As an example of the complexity a large airline faces in its maintenance, TWA stocks 8,000 different replaceable items. When such parts are needed, they must be on hand where they are needed, but overstocking can lead to financial ruin. To match increasing competition, airlines find it necessary to resort to the laws of probability and other sophisticated statistical techniques in stocking parts. Fed such equations, the computer can match ten to twelve man-years of work in three hours, and mean the difference between an oversupply of parts in New York with outages in Los Angeles, and properly balanced stocks.

The ramifications of the computer in the airplane industry are far-reaching. For example, Boeing has recorded the lessons it learned on its Bomarc missile program in computers so that it can retain and apply them on its Minuteman and Dyna-Soar programs. The computer will thus keep track of men and their projects and warn them of previous mistakes. Modern management techniques such as PERT and PEP, favored by the government, make good use of the computer.

The McDonnell Aircraft Corporation is primarily a builder of planes and space vehicles, but it has found itself in the computer business too as a data-processing center. Installing computers for its own engineering and business uses, McDonnell soon began selling computer time in off hours to banks and other businesses. It now has a computer valuation of about $10 million and operates around the clock.

The Designing Computer

It seems strange that the computer was a bookkeeper and clerk for years before anyone seriously considered that it might be an engineer as well, yet the men who themselves designed the computer were loath to use it in their other work. Part of this resistance stems from the high premium placed on the creativity of research and design work. The engineer uses science in his work, to be sure, but he professes to use it as an artist, or with the personal touch of, say, a brewmaster. There is another possible reason for the lag in computer use by the men who should appreciate its ability the most. In the early days of the computer, it clacked away all week figuring payrolls, and perhaps writing checks. That’s what it was ordered for, and that’s where the money was—in the businessman’s application of the computer.

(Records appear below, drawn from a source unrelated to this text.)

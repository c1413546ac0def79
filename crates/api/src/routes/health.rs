//! Health check endpoint handlers.

use axum::{extract::State, http::StatusCode, Json};
use serde::Serialize;

use crate::app::AppState;
use crate::error::ApiError;

/// Health check response.
#[derive(Debug, Serialize)]
#[serde(rename_all = "snake_case")]
pub struct HealthResponse {
    pub status: String,
    pub version: String,
    pub database: DatabaseHealth,
    pub email: EmailHealth,
}

/// Database health status.
#[derive(Debug, Serialize)]
#[serde(rename_all = "snake_case")]
pub struct DatabaseHealth {
    pub connected: bool,
    pub latency_ms: Option<u64>,
    pub pool_size: u32,
    pub pool_idle: usize,
}

/// Invitation email delivery settings.
#[derive(Debug, Serialize)]
#[serde(rename_all = "snake_case")]
pub struct EmailHealth {
    pub enabled: bool,
    pub provider: String,
}

/// Simple status response for liveness/readiness probes.
#[derive(Debug, Serialize)]
pub struct StatusResponse {
    pub status: String,
}

/// Full health check endpoint.
///
/// Returns 503 with the same body when the database is unreachable.
pub async fn health_check(State(state): State<AppState>) -> (StatusCode, Json<HealthResponse>) {
    let start = std::time::Instant::now();
    let db_connected = sqlx::query("SELECT 1").execute(&state.pool).await.is_ok();
    let latency_ms = start.elapsed().as_millis() as u64;

    let response = HealthResponse {
        status: if db_connected { "healthy" } else { "unhealthy" }.to_string(),
        version: env!("CARGO_PKG_VERSION").to_string(),
        database: DatabaseHealth {
            connected: db_connected,
            latency_ms: db_connected.then_some(latency_ms),
            pool_size: state.pool.size(),
            pool_idle: state.pool.num_idle(),
        },
        email: EmailHealth {
            enabled: state.email.is_enabled(),
            provider: state.config.email.provider.clone(),
        },
    };

    let status = if db_connected {
        StatusCode::OK
    } else {
        StatusCode::SERVICE_UNAVAILABLE
    };
    (status, Json(response))
}

/// Liveness probe endpoint.
///
/// Returns 200 OK if the process is running.
pub async fn live() -> Json<StatusResponse> {
    Json(StatusResponse {
        status: "alive".to_string(),
    })
}

/// Readiness probe endpoint.
///
/// Returns 200 OK if the service can accept traffic (database connected).
pub async fn ready(State(state): State<AppState>) -> Result<Json<StatusResponse>, ApiError> {
    sqlx::query("SELECT 1")
        .execute(&state.pool)
        .await
        .map_err(|_| ApiError::ServiceUnavailable("Database unavailable".to_string()))?;

    Ok(Json(StatusResponse {
        status: "ready".to_string(),
    }))
}
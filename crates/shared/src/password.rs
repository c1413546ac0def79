//! Password hashing with Argon2id.
//!
//! Hashes are stored as PHC strings, so verification reads the parameters
//! back out of the stored hash rather than assuming the current ones.

use argon2::{
    password_hash::{rand_core::OsRng, PasswordHash, PasswordHasher, PasswordVerifier, SaltString},
    Algorithm, Argon2, Params, Version,
};
use thiserror::Error;

/// Error type for password operations.
#[derive(Debug, Error)]
pub enum PasswordError {
    #[error("Failed to hash password: {0}")]
    HashError(String),

    #[error("Failed to verify password: {0}")]
    VerifyError(String),

    #[error("Invalid password hash format")]
    InvalidHashFormat,
}

// OWASP 2024 baseline: 19 MiB, 2 iterations, 1 lane.
const MEMORY_COST: u32 = 19456;
const TIME_COST: u32 = 2;
const PARALLELISM: u32 = 1;
const OUTPUT_LEN: usize = 32;

fn create_argon2() -> Result<Argon2<'static>, PasswordError> {
    let params = Params::new(MEMORY_COST, TIME_COST, PARALLELISM, Some(OUTPUT_LEN))
        .map_err(|e| PasswordError::HashError(format!("Failed to create Argon2 params: {}", e)))?;

    Ok(Argon2::new(Algorithm::Argon2id, Version::V0x13, params))
}

/// Hashes a password, returning a PHC-formatted string.
///
/// ```
/// use shared::password::hash_password;
///
/// let hash = hash_password("aim-training-2024").unwrap();
/// assert!(hash.starts_with("$argon2id$"));
/// ```
pub fn hash_password(password: &str) -> Result<String, PasswordError> {
    let salt = SaltString::generate(&mut OsRng);
    let argon2 = create_argon2()?;

    argon2
        .hash_password(password.as_bytes(), &salt)
        .map(|hash| hash.to_string())
        .map_err(|e| PasswordError::HashError(e.to_string()))
}

/// Verifies a password against a stored PHC hash.
///
/// Returns `Ok(false)` on mismatch and an error only when the stored hash
/// cannot be parsed or verification itself fails.
pub fn verify_password(password: &str, hash: &str) -> Result<bool, PasswordError> {
    let parsed_hash = PasswordHash::new(hash).map_err(|_| PasswordError::InvalidHashFormat)?;

    match Argon2::default().verify_password(password.as_bytes(), &parsed_hash) {
        Ok(()) => Ok(true),
        Err(argon2::password_hash::Error::Password) => Ok(false),
        Err(e) => Err(PasswordError::VerifyError(e.to_string())),
    }
}

#[cfg(test)]
mod tests {
    use super::*;

    #[test]
    fn test_hash_password_uses_configured_params() {
        let hash = hash_password("headshot").unwrap();
        assert!(hash.starts_with("$argon2id$v=19$m=19456,t=2,p=1$"));
    }

    #[test]
    fn test_hash_password_salts_differ() {
        let hash1 = hash_password("same_password").unwrap();
        let hash2 = hash_password("same_password").unwrap();
        assert_ne!(hash1, hash2);
    }

    #[test]
    fn test_verify_password_roundtrip() {
        let hash = hash_password("Coach!Pass42").unwrap();
        assert!(verify_password("Coach!Pass42", &hash).unwrap());
        assert!(!verify_password("coach!pass42", &hash).unwrap());
    }

    #[test]
    fn test_verify_password_unicode() {
        let password = "mot de passe é 密码";
        let hash = hash_password(password).unwrap();
        assert!(verify_password(password, &hash).unwrap());
    }

    #[test]
    fn test_verify_password_invalid_hash() {
        let result = verify_password("password", "not-a-phc-string");
        assert!(matches!(result, Err(PasswordError::InvalidHashFormat)));
    }
}
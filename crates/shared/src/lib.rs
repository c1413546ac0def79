//! Shared utilities for the Coach Tracker backend.
//!
//! This crate provides common functionality used across all other crates:
//! - Random token generation and hashing
//! - Password hashing with Argon2id
//! - Numeric validation for training statistics

pub mod crypto;
pub mod password;
pub mod validation;
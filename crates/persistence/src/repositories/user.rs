//! User repository for database operations.

use chrono::{DateTime, Utc};
use sqlx::{PgExecutor, PgPool};
use uuid::Uuid;

use crate::entities::{UserActivityEntity, UserEntity, UserRoleDb};
use crate::metrics::QueryTimer;

const USER_COLUMNS: &str = "id, email, password_hash, display_name, role, created_at, updated_at";

/// Repository for user-related database operations.
#[derive(Clone)]
pub struct UserRepository {
    pool: PgPool,
}

impl UserRepository {
    /// Creates a new UserRepository with the given connection pool.
    pub fn new(pool: PgPool) -> Self {
        Self { pool }
    }

    /// Create a new user.
    pub async fn create(
        &self,
        email: &str,
        password_hash: Option<&str>,
        display_name: Option<&str>,
        role: UserRoleDb,
        now: DateTime<Utc>,
    ) -> Result<UserEntity, sqlx::Error> {
        let timer = QueryTimer::new("create_user");
        let result = sqlx::query_as::<_, UserEntity>(&format!(
            r#"
            INSERT INTO users (email, password_hash, display_name, role, created_at, updated_at)
            VALUES ($1, $2, $3, $4, $5, $5)
            RETURNING {USER_COLUMNS}
            "#
        ))
        .bind(email)
        .bind(password_hash)
        .bind(display_name)
        .bind(role)
        .bind(now)
        .fetch_one(&self.pool)
        .await;
        timer.record(&result);
        result
    }

    /// Find user by email, case-insensitively.
    pub async fn find_by_email(&self, email: &str) -> Result<Option<UserEntity>, sqlx::Error> {
        let timer = QueryTimer::new("find_user_by_email");
        let result = sqlx::query_as::<_, UserEntity>(&format!(
            "SELECT {USER_COLUMNS} FROM users WHERE LOWER(email) = LOWER($1)"
        ))
        .bind(email.trim())
        .fetch_optional(&self.pool)
        .await;
        timer.record(&result);
        result
    }

    /// Change a user's role.
    pub async fn set_role(
        &self,
        id: Uuid,
        role: UserRoleDb,
        now: DateTime<Utc>,
    ) -> Result<Option<UserEntity>, sqlx::Error> {
        let timer = QueryTimer::new("set_user_role");
        let result = sqlx::query_as::<_, UserEntity>(&format!(
            r#"
            UPDATE users
            SET role = $2, updated_at = $3
            WHERE id = $1
            RETURNING {USER_COLUMNS}
            "#
        ))
        .bind(id)
        .bind(role)
        .bind(now)
        .fetch_optional(&self.pool)
        .await;
        timer.record(&result);
        result
    }

    /// Inserts an admin or, when the email is already registered in any
    /// casing, promotes that user and leaves the password untouched.
    ///
    /// Returns the user id and whether a new row was inserted.
    pub async fn upsert_admin(
        &self,
        email: &str,
        password_hash: &str,
        now: DateTime<Utc>,
    ) -> Result<(Uuid, bool), sqlx::Error> {
        let timer = QueryTimer::new("upsert_admin_user");
        let result = sqlx::query_as::<_, (Uuid, bool)>(
            r#"
            INSERT INTO users (email, password_hash, display_name, role, created_at, updated_at)
            VALUES ($1, $2, NULL, $3, $4, $4)
            ON CONFLICT ((LOWER(email)))
            DO UPDATE SET role = EXCLUDED.role, updated_at = EXCLUDED.updated_at
            RETURNING id, (xmax = 0) AS inserted
            "#,
        )
        .bind(email)
        .bind(password_hash)
        .bind(UserRoleDb::Admin)
        .bind(now)
        .fetch_one(&self.pool)
        .await;
        timer.record(&result);
        result
    }

    /// Users with a role and the date of their latest session.
    ///
    /// For coaches that is the latest session of any player on their roster;
    /// for players it is the latest session of the player rows linked to them.
    pub async fn list_activity_by_role(
        &self,
        role: UserRoleDb,
    ) -> Result<Vec<UserActivityEntity>, sqlx::Error> {
        let timer = QueryTimer::new("list_user_activity_by_role");
        let result = sqlx::query_as::<_, UserActivityEntity>(
            r#"
            SELECT
                u.id, u.email, u.display_name, u.role,
                (
                    SELECT MAX(s.session_date)
                    FROM training_sessions s
                    JOIN players p ON p.id = s.player_id
                    WHERE p.coach_id = u.id OR p.user_id = u.id
                ) AS last_session_date
            FROM users u
            WHERE u.role = $1
            ORDER BY LOWER(u.email)
            "#,
        )
        .bind(role)
        .fetch_all(&self.pool)
        .await;
        timer.record(&result);
        result
    }
}

/// IDs of every current admin, oldest account first.
///
/// Takes any executor so the renewal fan-out can read admins inside its
/// own transaction.
pub async fn admin_ids<'e, E>(executor: E) -> Result<Vec<Uuid>, sqlx::Error>
where
    E: PgExecutor<'e>,
{
    let timer = QueryTimer::new("list_admin_ids");
    let result = sqlx::query_scalar::<_, Uuid>(
        "SELECT id FROM users WHERE role = $1 ORDER BY created_at, id",
    )
    .bind(UserRoleDb::Admin)
    .fetch_all(executor)
    .await;
    timer.record(&result);
    result
}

To be sure, the military was using the computer for other purposes, but the average scientist or engineer not employed by Uncle Sam had access to an electronic computer only on Sunday, if at all, when the big machine had done its primary work and could take a breathing spell. To further compound excuses for the foot-dragging engineer, there was a difference in needs in payroll computation and scientific mathematical calculation. Commercial computers are designed for a high rate of input and output, with a relatively slow arithmetic going on inside. The engineer, on the other hand, might need only several minutes of computer time, but it could take him a couple of days to put the problem into a form the machine could digest.

Slowly, however, enough engineers fought the battle of translation and forewent Sunday pursuits like church, picnics, and golf to learn haltingly how to use the electronic monster. It took courage, in addition to sacrifice, because the computer was pooh-poohed by some sharp scientific brains as an idiot savant at best. Behind the inertia there could have been a touch of concern too—concern that the machine just might not be as stupid as everybody kept saying it was.

Heavy industry made use of the machines. The steel plants, petroleum and chemical plants, and even the designers of highways were among the early users of computer techniques. There was of course good reason for this phenomenon. Faced with problems involving many variables and requiring statistical and probabilistic approaches, these people could make the best use of machines designed for repetitive computations. The refiner with a new plant in mind could simulate it in the computer and get an idea of how, or if, it would work before building his pilot plant. Today the notion of dispensing with even the pilot plant is getting serious consideration.

One program used by a gasoline producer analyzed thirty-seven variables and thirty-seven restrictions, a matrix that could never be evaluated by ordinary methods. Textile fiber research is another example, with thread tests run on dozens of samples and averaged statistically for valid conclusions. B. F. Goodrich put the computer to work in its laboratories at such tasks as multiple-regression studies of past production of processes like polymerization and the running of a batch of new material on the computer.

These applications were accomplishing a two-fold benefit. First, years were being telescoped into weeks or even days; second, complete investigation rather than sketchy sampling was possible. Optimum solutions took the place of the guesswork once necessary because of the lack of sufficient brainpower to run down all the possibilities. Still there were scientists and designers in other fields who shook their heads loftily and said, “Not for me, thanks.” The computer was but a diligent clerk, they held, relieving the engineer of some onerous chores. It could do nothing really creative; that must be left to man and his brain.